Background: While physical activity (PA) has been widely accepted as an effective non-pharmacological pain management strategy, many Latino persons without chronic spine pain (CSP) do not engage in sufficient PA.
Methods: This dissertation consists of three studies that examined the multilevel factors that are associated with PA among Latino persons with CSP. Study 1 included a cross-sectional blockwise regression analysis to assess the association between sociodemographic, clinical, interpersonal, and environmental factors with light PA (LPA), moderate-to-vigorous PA (MVPA), and sedentary behavior (SB) among 154 Latino persons with CSP. In Study 2, semi-structured interviews were conducted with 25 Latino persons with CSP. Rapid Qualitative Analysis, informed by the Socioecological Model (SEM) and intersectionality framework, was then used to explore multilevel and intersecting determinants of PA. In Study 3, a separate sample of 13 Latino participants with CSP completed 14-days of PA monitoring and Ecological Momentary Assessment (EMA) of factors identified in Study 2. Group Iterative Multiple Model Estimation (GIMME) was used to assess which determinants identified in Study 2 were associated with objectively measured and momentary PA.

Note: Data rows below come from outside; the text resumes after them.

//! Upstream health tracking
//!
//! Distinguishes transient fetch hiccups from real outages: a "source
//! down" notice goes out only after failures have persisted past the
//! grace period, and a matching recovery notice on the next success.
//! Exactly one of each per outage episode.

use crate::types::HealthNotice;
use chrono::{DateTime, Duration, Utc};

#[derive(Debug, Clone, Copy, PartialEq, Eq)]
pub enum HealthStatus {
    Healthy,
    Down,
}

/// Failure/success stream for one data source.
pub struct HealthMonitor {
    grace: Duration,
    consecutive_failures: u32,
    down_since: Option<DateTime<Utc>>,
    last_success_at: Option<DateTime<Utc>>,
    down_notice_sent: bool,
}

impl HealthMonitor {
    pub fn new(outage_grace_minutes: u32) -> Self {
        Self {
            grace: Duration::minutes(i64::from(outage_grace_minutes)),
            consecutive_failures: 0,
            down_since: None,
            last_success_at: None,
            down_notice_sent: false,
        }
    }

    /// Record a failed fetch. Returns the down notice once the outage
    /// has outlasted the grace period, and never again for this streak.
    pub fn on_failure(&mut self, now: DateTime<Utc>) -> Option<HealthNotice> {
        let since = *self.down_since.get_or_insert(now);
        self.consecutive_failures += 1;

        if !self.down_notice_sent && now - since > self.grace {
            self.down_notice_sent = true;
            return Some(HealthNotice::SourceDown { since });
        }
        None
    }

    /// Record a successful fetch. Returns the recovery notice if (and
    /// only if) a down notice went out for the streak that just ended.
    pub fn on_success(&mut self, now: DateTime<Utc>) -> Option<HealthNotice> {
        let notice = if self.down_notice_sent {
            self.down_since.map(|since| HealthNotice::SourceRecovered {
                downtime: now - since,
                last_success: self.last_success_at,
            })
        } else {
            None
        };

        self.consecutive_failures = 0;
        self.down_since = None;
        self.down_notice_sent = false;
        self.last_success_at = Some(now);

        notice
    }

    pub fn status(&self) -> HealthStatus {
        if self.down_since.is_some() {
            HealthStatus::Down
        } else {
            HealthStatus::Healthy
        }
    }

    pub fn consecutive_failures(&self) -> u32 {
        self.consecutive_failures
    }

    pub fn last_success_at(&self) -> Option<DateTime<Utc>> {
        self.last_success_at
    }
}

#[cfg(test)]
mod tests {
    use super::*;
    use chrono::TimeZone;

    fn t0() -> DateTime<Utc> {
        Utc.with_ymd_and_hms(2024, 6, 1, 12, 0, 0).unwrap()
    }

    #[test]
    fn quiet_within_grace_period() {
        let mut monitor = HealthMonitor::new(30);

        assert!(monitor.on_failure(t0()).is_none());
        assert!(monitor.on_failure(t0() + Duration::minutes(15)).is_none());
        assert!(monitor.on_failure(t0() + Duration::minutes(30)).is_none());
        assert_eq!(monitor.consecutive_failures(), 3);
        assert_eq!(monitor.status(), HealthStatus::Down);
    }

    #[test]
    fn single_down_notice_per_streak() {
        let mut monitor = HealthMonitor::new(30);

        monitor.on_failure(t0());
        let notice = monitor.on_failure(t0() + Duration::minutes(31));
        assert_eq!(notice, Some(HealthNotice::SourceDown { since: t0() }));

        // Further failures stay quiet.
        assert!(monitor.on_failure(t0() + Duration::minutes(45)).is_none());
        assert!(monitor.on_failure(t0() + Duration::minutes(90)).is_none());
    }

    #[test]
    fn recovery_notice_reports_downtime_and_last_success() {
        let mut monitor = HealthMonitor::new(30);
        monitor.on_success(t0() - Duration::minutes(3));

        // Fails continuously from t0 to t0+35, grace 30: one down
        // notice, then one recovery reporting ~35 minutes down.
        for m in (0..=33).step_by(3) {
            monitor.on_failure(t0() + Duration::minutes(m));
        }

        let notice = monitor.on_success(t0() + Duration::minutes(35));
        assert_eq!(
            notice,
            Some(HealthNotice::SourceRecovered {
                downtime: Duration::minutes(35),
                last_success: Some(t0() - Duration::minutes(3)),
            })
        );

        assert_eq!(monitor.status(), HealthStatus::Healthy);
        assert_eq!(monitor.consecutive_failures(), 0);
        assert_eq!(monitor.last_success_at(), Some(t0() + Duration::minutes(35)));
    }

    #[test]
    fn short_blip_never_notifies() {
        let mut monitor = HealthMonitor::new(30);

        assert!(monitor.on_failure(t0()).is_none());
        assert!(monitor.on_failure(t0() + Duration::minutes(3)).is_none());
        assert!(monitor.on_success(t0() + Duration::minutes(6)).is_none());
        assert_eq!(monitor.status(), HealthStatus::Healthy);
    }

    #[test]
    fn next_outage_starts_a_fresh_streak() {
        let mut monitor = HealthMonitor::new(30);

        monitor.on_failure(t0());
        monitor.on_failure(t0() + Duration::minutes(31));
        monitor.on_success(t0() + Duration::minutes(40));

        // New streak: grace applies from its own first failure.
        let t1 = t0() + Duration::minutes(60);
        assert!(monitor.on_failure(t1).is_none());
        let notice = monitor.on_failure(t1 + Duration::minutes(31));
        assert_eq!(notice, Some(HealthNotice::SourceDown { since: t1 }));
    }

    #[test]
    fn success_always_updates_last_success() {
        let mut monitor = HealthMonitor::new(30);
        assert_eq!(monitor.last_success_at(), None);

        monitor.on_success(t0());
        assert_eq!(monitor.last_success_at(), Some(t0()));

        monitor.on_success(t0() + Duration::minutes(3));
        assert_eq!(monitor.last_success_at(), Some(t0() + Duration::minutes(3)));
    }
}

Results: For Study 1, lower income was associated with lower levels of LPA, greater levels of MVPA, and less SB. Greater pain interference was associated with lower levels of LPA while younger age was associated with greater levels of MVPA. In Study 2, factors at the intrapersonal, interpersonal, and environmental levels of the SEM were identified as determinants of PA in Latino persons with CSP. Individual PA experiences differed at varying intersections of gender, culture, socioeconomic status, citizenship status, and geography. In Study 3, eleven group-level associations were observed, including between negative affect and PA. Most participants reported lower levels of negative affect during moments of increased step counts. Person-specific networks were heterogeneous and associations varied in type (i.e., contemporaneous or lagged), number, and strength across the sample of Latino persons with CSP.
Conclusions: Latino persons with CSP experience barriers and facilitators to PA that are at multiple levels of influence, vary across individuals and their social identities, and fluctuate throughout a day.